== Segment start ==

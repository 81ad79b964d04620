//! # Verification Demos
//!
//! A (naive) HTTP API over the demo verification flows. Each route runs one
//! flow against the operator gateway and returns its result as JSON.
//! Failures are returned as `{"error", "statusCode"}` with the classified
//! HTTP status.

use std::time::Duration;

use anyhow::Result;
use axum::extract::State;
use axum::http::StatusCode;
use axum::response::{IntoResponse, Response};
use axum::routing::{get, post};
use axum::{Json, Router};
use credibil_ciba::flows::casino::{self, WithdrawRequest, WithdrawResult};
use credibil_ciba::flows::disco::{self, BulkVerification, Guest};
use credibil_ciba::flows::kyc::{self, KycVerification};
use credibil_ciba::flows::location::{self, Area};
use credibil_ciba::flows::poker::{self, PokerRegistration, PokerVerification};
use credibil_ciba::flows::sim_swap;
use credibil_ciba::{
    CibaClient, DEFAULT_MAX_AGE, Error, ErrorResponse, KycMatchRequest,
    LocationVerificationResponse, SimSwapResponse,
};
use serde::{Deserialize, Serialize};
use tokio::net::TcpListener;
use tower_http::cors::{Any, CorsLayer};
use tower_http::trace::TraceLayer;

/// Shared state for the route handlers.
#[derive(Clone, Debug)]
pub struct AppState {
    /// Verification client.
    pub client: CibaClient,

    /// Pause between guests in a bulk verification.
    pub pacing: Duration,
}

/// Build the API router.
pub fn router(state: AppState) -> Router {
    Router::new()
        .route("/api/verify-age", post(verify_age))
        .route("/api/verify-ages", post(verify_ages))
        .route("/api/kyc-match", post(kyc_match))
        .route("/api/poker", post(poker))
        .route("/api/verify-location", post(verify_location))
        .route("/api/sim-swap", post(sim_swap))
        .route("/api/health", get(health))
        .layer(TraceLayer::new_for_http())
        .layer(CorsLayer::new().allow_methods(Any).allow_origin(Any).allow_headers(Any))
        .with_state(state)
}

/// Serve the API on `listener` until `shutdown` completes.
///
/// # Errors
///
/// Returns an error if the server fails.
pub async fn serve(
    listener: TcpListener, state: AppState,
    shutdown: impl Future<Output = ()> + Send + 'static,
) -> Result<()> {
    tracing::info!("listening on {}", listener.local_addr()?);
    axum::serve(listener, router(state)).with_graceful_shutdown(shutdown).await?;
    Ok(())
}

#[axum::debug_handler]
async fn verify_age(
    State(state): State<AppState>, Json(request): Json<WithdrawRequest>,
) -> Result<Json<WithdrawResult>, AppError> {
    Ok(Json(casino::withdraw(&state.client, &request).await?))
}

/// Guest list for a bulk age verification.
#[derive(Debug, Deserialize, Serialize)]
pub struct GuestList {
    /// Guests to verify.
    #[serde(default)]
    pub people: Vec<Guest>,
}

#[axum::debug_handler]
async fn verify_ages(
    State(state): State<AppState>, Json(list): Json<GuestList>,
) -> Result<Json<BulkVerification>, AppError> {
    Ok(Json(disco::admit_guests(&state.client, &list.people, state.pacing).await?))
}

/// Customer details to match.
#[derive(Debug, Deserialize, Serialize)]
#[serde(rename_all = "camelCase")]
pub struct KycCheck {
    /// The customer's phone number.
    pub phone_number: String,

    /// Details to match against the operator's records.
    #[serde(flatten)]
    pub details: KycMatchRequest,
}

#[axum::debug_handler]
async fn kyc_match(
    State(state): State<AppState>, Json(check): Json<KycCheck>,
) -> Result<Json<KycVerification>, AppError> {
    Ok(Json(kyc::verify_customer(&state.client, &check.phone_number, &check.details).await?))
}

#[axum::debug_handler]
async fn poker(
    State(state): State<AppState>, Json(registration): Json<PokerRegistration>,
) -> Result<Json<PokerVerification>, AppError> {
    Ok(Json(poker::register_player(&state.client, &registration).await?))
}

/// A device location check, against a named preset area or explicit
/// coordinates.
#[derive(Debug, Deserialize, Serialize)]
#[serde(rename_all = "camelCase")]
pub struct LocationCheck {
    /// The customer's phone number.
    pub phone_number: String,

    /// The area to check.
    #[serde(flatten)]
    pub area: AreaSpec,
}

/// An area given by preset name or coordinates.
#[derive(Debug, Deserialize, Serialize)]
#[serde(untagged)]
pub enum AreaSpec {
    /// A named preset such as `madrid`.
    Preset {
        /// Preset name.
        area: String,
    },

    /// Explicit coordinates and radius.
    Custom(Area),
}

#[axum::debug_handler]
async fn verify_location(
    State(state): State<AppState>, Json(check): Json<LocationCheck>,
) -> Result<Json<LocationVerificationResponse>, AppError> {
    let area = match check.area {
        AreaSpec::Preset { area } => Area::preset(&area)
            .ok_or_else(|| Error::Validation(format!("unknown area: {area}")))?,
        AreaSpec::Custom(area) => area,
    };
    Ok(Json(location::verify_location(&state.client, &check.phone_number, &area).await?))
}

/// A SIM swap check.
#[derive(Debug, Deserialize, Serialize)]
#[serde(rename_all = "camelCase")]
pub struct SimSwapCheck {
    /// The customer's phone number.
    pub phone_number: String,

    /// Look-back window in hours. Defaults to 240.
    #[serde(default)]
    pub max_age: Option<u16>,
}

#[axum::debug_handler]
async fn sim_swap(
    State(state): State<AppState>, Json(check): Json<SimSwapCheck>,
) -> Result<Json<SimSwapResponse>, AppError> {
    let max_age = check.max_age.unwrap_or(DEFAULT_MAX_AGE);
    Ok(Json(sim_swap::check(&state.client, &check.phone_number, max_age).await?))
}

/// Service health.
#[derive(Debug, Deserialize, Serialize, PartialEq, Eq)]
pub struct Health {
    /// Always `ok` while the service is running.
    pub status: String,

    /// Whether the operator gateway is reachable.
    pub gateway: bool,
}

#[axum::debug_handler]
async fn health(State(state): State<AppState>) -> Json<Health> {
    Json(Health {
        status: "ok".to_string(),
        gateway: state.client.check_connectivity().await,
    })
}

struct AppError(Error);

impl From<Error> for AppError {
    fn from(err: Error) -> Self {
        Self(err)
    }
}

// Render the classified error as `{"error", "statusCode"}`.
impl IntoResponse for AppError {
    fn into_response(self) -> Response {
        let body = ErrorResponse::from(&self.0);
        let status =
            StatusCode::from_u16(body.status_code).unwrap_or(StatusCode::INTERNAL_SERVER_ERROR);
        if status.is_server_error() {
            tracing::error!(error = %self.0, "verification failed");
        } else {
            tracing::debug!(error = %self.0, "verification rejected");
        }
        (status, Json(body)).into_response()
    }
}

== Segment end ==

■ PROBLEM DESCRIPTION
Exactly reproduce all of the entries above.

■ ANSWER TO THE EXERCISE
repository 81ad79b964d04620
//! # Verification Demos
//!
//! A (naive) HTTP API over the demo verification flows. Each route runs one
//! flow against the operator gateway and returns its result as JSON.
//! Failures are returned as `{"error", "statusCode"}` with the classified
//! HTTP status.

use std::time::Duration;

use anyhow::Result;
use axum::extract::State;
use axum::http::StatusCode;
use axum::response::{IntoResponse, Response};
use axum::routing::{get, post};
use axum::{Json, Router};
use credibil_ciba::flows::casino::{self, WithdrawRequest, WithdrawResult};
use credibil_ciba::flows::disco::{self, BulkVerification, Guest};
use credibil_ciba::flows::kyc::{self, KycVerification};
use credibil_ciba::flows::location::{self, Area};
use credibil_ciba::flows::poker::{self, PokerRegistration, PokerVerification};
use credibil_ciba::flows::sim_swap;
use credibil_ciba::{
    CibaClient, DEFAULT_MAX_AGE, Error, ErrorResponse, KycMatchRequest,
    LocationVerificationResponse, SimSwapResponse,
};
use serde::{Deserialize, Serialize};
use tokio::net::TcpListener;
use tower_http::cors::{Any, CorsLayer};
use tower_http::trace::TraceLayer;

/// Shared state for the route handlers.
#[derive(Clone, Debug)]
pub struct AppState {
    /// Verification client.
    pub client: CibaClient,

    /// Pause between guests in a bulk verification.
    pub pacing: Duration,
}

/// Build the API router.
pub fn router(state: AppState) -> Router {
    Router::new()
        .route("/api/verify-age", post(verify_age))
        .route("/api/verify-ages", post(verify_ages))
        .route("/api/kyc-match", post(kyc_match))
        .route("/api/poker", post(poker))
        .route("/api/verify-location", post(verify_location))
        .route("/api/sim-swap", post(sim_swap))
        .route("/api/health", get(health))
        .layer(TraceLayer::new_for_http())
        .layer(CorsLayer::new().allow_methods(Any).allow_origin(Any).allow_headers(Any))
        .with_state(state)
}

/// Serve the API on `listener` until `shutdown` completes.
///
/// # Errors
///
/// Returns an error if the server fails.
pub async fn serve(
    listener: TcpListener, state: AppState,
    shutdown: impl Future<Output = ()> + Send + 'static,
) -> Result<()> {
    tracing::info!("listening on {}", listener.local_addr()?);
    axum::serve(listener, router(state)).with_graceful_shutdown(shutdown).await?;
    Ok(())
}

#[axum::debug_handler]
async fn verify_age(
    State(state): State<AppState>, Json(request): Json<WithdrawRequest>,
) -> Result<Json<WithdrawResult>, AppError> {
    Ok(Json(casino::withdraw(&state.client, &request).await?))
}

/// Guest list for a bulk age verification.
#[derive(Debug, Deserialize, Serialize)]
pub struct GuestList {
    /// Guests to verify.
    #[serde(default)]
    pub people: Vec<Guest>,
}

#[axum::debug_handler]
async fn verify_ages(
    State(state): State<AppState>, Json(list): Json<GuestList>,
) -> Result<Json<BulkVerification>, AppError> {
    Ok(Json(disco::admit_guests(&state.client, &list.people, state.pacing).await?))
}

/// Customer details to match.
#[derive(Debug, Deserialize, Serialize)]
#[serde(rename_all = "camelCase")]
pub struct KycCheck {
    /// The customer's phone number.
    pub phone_number: String,

    /// Details to match against the operator's records.
    #[serde(flatten)]
    pub details: KycMatchRequest,
}

#[axum::debug_handler]
async fn kyc_match(
    State(state): State<AppState>, Json(check): Json<KycCheck>,
) -> Result<Json<KycVerification>, AppError> {
    Ok(Json(kyc::verify_customer(&state.client, &check.phone_number, &check.details).await?))
}

#[axum::debug_handler]
async fn poker(
    State(state): State<AppState>, Json(registration): Json<PokerRegistration>,
) -> Result<Json<PokerVerification>, AppError> {
    Ok(Json(poker::register_player(&state.client, &registration).await?))
}

/// A device location check, against a named preset area or explicit
/// coordinates.
#[derive(Debug, Deserialize, Serialize)]
#[serde(rename_all = "camelCase")]
pub struct LocationCheck {
    /// The customer's phone number.
    pub phone_number: String,

    /// The area to check.
    #[serde(flatten)]
    pub area: AreaSpec,
}

/// An area given by preset name or coordinates.
#[derive(Debug, Deserialize, Serialize)]
#[serde(untagged)]
pub enum AreaSpec {
    /// A named preset such as `madrid`.
    Preset {
        /// Preset name.
        area: String,
    },

    /// Explicit coordinates and radius.
    Custom(Area),
}

#[axum::debug_handler]
async fn verify_location(
    State(state): State<AppState>, Json(check): Json<LocationCheck>,
) -> Result<Json<LocationVerificationResponse>, AppError> {
    let area = match check.area {
        AreaSpec::Preset { area } => Area::preset(&area)
            .ok_or_else(|| Error::Validation(format!("unknown area: {area}")))?,
        AreaSpec::Custom(area) => area,
    };
    Ok(Json(location::verify_location(&state.client, &check.phone_number, &area).await?))
}

/// A SIM swap check.
#[derive(Debug, Deserialize, Serialize)]
#[serde(rename_all = "camelCase")]
pub struct SimSwapCheck {
    /// The customer's phone number.
    pub phone_number: String,

    /// Look-back window in hours. Defaults to 240.
    #[serde(default)]
    pub max_age: Option<u16>,
}

#[axum::debug_handler]
async fn sim_swap(
    State(state): State<AppState>, Json(check): Json<SimSwapCheck>,
) -> Result<Json<SimSwapResponse>, AppError> {
    let max_age = check.max_age.unwrap_or(DEFAULT_MAX_AGE);
    Ok(Json(sim_swap::check(&state.client, &check.phone_number, max_age).await?))
}

/// Service health.
#[derive(Debug, Deserialize, Serialize, PartialEq, Eq)]
pub struct Health {
    /// Always `ok` while the service is running.
    pub status: String,

    /// Whether the operator gateway is reachable.
    pub gateway: bool,
}

#[axum::debug_handler]
async fn health(State(state): State<AppState>) -> Json<Health> {
    Json(Health {
        status: "ok".to_string(),
        gateway: state.client.check_connectivity().await,
    })
}

struct AppError(Error);

impl From<Error> for AppError {
    fn from(err: Error) -> Self {
        Self(err)
    }
}

// Render the classified error as `{"error", "statusCode"}`.
impl IntoResponse for AppError {
    fn into_response(self) -> Response {
        let body = ErrorResponse::from(&self.0);
        let status =
            StatusCode::from_u16(body.status_code).unwrap_or(StatusCode::INTERNAL_SERVER_ERROR);
        if status.is_server_error() {
            tracing::error!(error = %self.0, "verification failed");
        } else {
            tracing::debug!(error = %self.0, "verification rejected");
        }
        (status, Json(body)).into_response()
    }
}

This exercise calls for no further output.